[Stored data]

—————

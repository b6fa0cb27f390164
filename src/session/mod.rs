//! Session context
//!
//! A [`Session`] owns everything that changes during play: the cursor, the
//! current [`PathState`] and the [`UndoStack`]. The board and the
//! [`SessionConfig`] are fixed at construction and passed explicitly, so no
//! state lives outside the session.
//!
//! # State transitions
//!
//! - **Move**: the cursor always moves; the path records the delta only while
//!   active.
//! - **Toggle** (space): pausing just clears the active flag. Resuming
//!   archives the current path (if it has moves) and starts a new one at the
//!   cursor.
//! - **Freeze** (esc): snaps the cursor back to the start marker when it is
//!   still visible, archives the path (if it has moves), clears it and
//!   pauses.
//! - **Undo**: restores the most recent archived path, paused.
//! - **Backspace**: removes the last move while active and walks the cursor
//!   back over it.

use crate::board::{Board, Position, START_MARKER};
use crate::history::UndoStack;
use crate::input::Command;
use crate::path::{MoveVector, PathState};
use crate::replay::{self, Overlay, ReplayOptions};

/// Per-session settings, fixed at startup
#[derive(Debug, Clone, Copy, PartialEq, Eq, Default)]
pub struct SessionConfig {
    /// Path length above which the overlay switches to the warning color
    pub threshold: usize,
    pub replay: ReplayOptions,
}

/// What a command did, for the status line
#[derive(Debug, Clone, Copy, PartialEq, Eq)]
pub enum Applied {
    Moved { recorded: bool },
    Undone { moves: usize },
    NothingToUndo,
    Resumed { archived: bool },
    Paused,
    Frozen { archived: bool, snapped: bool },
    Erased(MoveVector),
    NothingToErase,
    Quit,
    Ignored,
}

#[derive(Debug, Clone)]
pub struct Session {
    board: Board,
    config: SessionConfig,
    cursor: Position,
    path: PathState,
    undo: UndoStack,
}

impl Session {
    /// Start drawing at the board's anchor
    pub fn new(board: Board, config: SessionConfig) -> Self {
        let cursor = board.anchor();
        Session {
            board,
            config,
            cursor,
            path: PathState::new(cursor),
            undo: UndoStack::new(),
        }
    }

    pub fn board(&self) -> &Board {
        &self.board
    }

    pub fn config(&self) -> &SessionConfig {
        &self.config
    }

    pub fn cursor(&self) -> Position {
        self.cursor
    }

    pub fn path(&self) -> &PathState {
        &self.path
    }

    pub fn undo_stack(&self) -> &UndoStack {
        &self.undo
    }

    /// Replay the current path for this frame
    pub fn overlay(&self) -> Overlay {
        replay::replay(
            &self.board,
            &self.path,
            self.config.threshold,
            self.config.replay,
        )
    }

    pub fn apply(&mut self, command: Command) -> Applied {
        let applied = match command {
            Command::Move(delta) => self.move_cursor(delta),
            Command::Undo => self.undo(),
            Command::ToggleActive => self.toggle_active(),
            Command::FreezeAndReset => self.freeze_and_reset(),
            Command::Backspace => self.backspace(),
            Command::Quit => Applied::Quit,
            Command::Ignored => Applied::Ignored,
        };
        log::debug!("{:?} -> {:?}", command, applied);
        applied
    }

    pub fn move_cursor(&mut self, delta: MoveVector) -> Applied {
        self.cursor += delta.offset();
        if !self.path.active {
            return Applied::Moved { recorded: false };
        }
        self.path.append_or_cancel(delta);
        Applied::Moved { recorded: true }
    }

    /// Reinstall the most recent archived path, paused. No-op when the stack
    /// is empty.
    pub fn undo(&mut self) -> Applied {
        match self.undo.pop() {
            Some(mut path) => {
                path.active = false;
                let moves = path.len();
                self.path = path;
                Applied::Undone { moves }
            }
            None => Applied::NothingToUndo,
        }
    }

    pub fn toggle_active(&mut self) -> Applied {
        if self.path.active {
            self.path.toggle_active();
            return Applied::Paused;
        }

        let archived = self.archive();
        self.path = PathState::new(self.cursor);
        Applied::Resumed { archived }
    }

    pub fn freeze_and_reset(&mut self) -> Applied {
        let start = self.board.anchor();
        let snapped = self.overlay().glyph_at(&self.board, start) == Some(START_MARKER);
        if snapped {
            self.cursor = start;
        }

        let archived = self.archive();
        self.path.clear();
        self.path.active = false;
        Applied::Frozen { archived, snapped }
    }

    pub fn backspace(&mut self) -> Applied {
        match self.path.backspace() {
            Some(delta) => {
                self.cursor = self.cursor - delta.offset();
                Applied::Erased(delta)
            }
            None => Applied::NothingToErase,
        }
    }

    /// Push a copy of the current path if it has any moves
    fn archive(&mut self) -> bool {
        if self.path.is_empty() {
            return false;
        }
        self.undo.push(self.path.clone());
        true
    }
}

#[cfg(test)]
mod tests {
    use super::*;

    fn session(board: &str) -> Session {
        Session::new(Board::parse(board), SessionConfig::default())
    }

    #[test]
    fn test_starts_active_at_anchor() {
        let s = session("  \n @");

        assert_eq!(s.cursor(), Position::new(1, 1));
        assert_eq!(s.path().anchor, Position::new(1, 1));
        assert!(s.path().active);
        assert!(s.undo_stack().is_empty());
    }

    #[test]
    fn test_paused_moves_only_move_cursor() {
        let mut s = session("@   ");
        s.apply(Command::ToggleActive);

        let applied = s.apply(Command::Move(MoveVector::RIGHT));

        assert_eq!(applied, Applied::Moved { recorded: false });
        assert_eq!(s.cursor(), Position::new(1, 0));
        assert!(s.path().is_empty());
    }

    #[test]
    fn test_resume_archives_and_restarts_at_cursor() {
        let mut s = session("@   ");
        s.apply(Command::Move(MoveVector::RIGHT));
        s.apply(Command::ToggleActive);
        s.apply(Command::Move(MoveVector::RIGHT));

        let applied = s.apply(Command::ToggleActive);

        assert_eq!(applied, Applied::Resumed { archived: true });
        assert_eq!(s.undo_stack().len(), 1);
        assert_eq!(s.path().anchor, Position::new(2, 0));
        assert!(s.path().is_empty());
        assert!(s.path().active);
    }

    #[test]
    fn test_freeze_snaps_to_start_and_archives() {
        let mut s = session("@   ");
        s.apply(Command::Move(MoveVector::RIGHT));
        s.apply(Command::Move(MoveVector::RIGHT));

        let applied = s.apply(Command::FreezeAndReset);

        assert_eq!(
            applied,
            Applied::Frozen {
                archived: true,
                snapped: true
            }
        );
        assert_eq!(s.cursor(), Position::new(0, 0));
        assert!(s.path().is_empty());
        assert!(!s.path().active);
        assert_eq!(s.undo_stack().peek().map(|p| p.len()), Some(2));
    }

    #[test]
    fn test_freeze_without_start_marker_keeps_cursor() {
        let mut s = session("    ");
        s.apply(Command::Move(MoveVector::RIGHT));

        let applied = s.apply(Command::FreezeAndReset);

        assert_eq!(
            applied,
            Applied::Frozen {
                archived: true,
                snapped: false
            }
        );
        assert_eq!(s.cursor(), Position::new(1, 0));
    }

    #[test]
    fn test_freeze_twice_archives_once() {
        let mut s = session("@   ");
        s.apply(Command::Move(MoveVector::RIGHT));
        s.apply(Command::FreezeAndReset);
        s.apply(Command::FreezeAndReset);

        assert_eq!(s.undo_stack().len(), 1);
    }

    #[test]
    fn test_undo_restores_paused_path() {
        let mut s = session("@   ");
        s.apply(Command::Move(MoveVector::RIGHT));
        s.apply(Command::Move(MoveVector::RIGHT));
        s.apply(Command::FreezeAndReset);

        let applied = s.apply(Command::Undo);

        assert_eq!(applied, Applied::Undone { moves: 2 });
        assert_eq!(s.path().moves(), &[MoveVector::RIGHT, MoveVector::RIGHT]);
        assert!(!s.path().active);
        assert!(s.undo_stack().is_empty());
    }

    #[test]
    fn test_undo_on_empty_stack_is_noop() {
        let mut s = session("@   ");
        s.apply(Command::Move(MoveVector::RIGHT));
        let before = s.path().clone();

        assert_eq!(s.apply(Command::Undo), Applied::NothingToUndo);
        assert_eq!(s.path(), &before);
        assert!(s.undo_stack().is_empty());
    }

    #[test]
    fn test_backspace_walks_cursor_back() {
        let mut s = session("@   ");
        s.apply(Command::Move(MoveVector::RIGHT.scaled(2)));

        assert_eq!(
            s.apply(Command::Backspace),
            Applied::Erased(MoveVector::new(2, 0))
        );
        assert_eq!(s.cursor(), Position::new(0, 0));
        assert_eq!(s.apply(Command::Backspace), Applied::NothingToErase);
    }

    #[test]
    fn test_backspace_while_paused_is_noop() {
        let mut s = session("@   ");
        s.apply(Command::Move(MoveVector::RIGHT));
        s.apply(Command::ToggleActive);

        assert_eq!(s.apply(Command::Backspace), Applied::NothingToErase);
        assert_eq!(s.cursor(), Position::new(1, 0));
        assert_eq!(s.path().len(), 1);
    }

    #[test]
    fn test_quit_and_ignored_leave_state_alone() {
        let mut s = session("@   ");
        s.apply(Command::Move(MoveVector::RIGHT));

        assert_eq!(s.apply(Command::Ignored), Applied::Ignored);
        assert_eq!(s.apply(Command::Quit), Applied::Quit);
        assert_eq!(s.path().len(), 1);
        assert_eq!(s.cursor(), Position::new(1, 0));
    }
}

—————

### WORK TASK:
The answer is a bare number: how many lines of the records contain the string "bool"?

### SOLUTION TO THE EXERCISE:
4